Please return every line of the records that contains the word "undo".

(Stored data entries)
========================

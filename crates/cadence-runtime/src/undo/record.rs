#![forbid(unsafe_code)]

//! History records and history configuration.

use std::fmt;
use std::num::NonZeroUsize;
use std::rc::Rc;

use cadence_core::Clock;

/// One committed snapshot of a history's source.
#[derive(Debug, Clone, PartialEq, Eq)]
#[cfg_attr(feature = "serde", derive(serde::Serialize, serde::Deserialize))]
pub struct HistoryRecord<T> {
    /// Value of the source at commit time, as produced by the snapshot
    /// function.
    pub snapshot: T,
    /// Commit time in milliseconds since the UNIX epoch.
    pub timestamp: u64,
}

impl<T> HistoryRecord<T> {
    /// Create a record.
    #[must_use]
    pub const fn new(snapshot: T, timestamp: u64) -> Self {
        Self {
            snapshot,
            timestamp,
        }
    }
}

pub(crate) type SnapshotFn<T> = Rc<dyn Fn(&T) -> T>;

/// Configuration for a [`CommitHistory`](super::CommitHistory).
///
/// ```
/// use cadence_runtime::undo::HistoryOptions;
/// use std::num::NonZeroUsize;
///
/// let opts = HistoryOptions::<Vec<u8>>::default()
///     .with_capacity(NonZeroUsize::new(10).unwrap());
/// assert_eq!(opts.capacity.map(NonZeroUsize::get), Some(10));
/// ```
pub struct HistoryOptions<T> {
    /// Maximum number of undo records kept; `None` keeps everything.
    pub capacity: Option<NonZeroUsize>,
    /// Clock used for record timestamps. Gated histories fall back to their
    /// scheduler's clock, manual ones to the real clock.
    pub clock: Option<Clock>,
    pub(crate) snapshot: Option<SnapshotFn<T>>,
}

impl<T> Default for HistoryOptions<T> {
    fn default() -> Self {
        Self {
            capacity: None,
            clock: None,
            snapshot: None,
        }
    }
}

impl<T> Clone for HistoryOptions<T> {
    fn clone(&self) -> Self {
        Self {
            capacity: self.capacity,
            clock: self.clock.clone(),
            snapshot: self.snapshot.clone(),
        }
    }
}

impl<T> fmt::Debug for HistoryOptions<T> {
    fn fmt(&self, f: &mut fmt::Formatter<'_>) -> fmt::Result {
        f.debug_struct("HistoryOptions")
            .field("capacity", &self.capacity)
            .field("clock", &self.clock)
            .field("custom_snapshot", &self.snapshot.is_some())
            .finish()
    }
}

impl<T> HistoryOptions<T> {
    /// Bound the undo stack to `capacity` records.
    #[must_use]
    pub fn with_capacity(mut self, capacity: NonZeroUsize) -> Self {
        self.capacity = Some(capacity);
        self
    }

    /// Read record timestamps from `clock`.
    #[must_use]
    pub fn with_clock(mut self, clock: Clock) -> Self {
        self.clock = Some(clock);
        self
    }

    /// Produce snapshots with `f` instead of `Clone::clone`.
    ///
    /// Use this when `T` shares interior state (for example `Rc<RefCell<_>>`)
    /// and records must not follow later in-place mutation.
    #[must_use]
    pub fn with_snapshot(mut self, f: impl Fn(&T) -> T + 'static) -> Self {
        self.snapshot = Some(Rc::new(f));
        self
    }
}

========================

### Written answer
filename crates/cadence-runtime/src/undo/record.rs
/// use cadence_runtime::undo::HistoryOptions;
    /// Maximum number of undo records kept; `None` keeps everything.
    /// Bound the undo stack to `capacity` records.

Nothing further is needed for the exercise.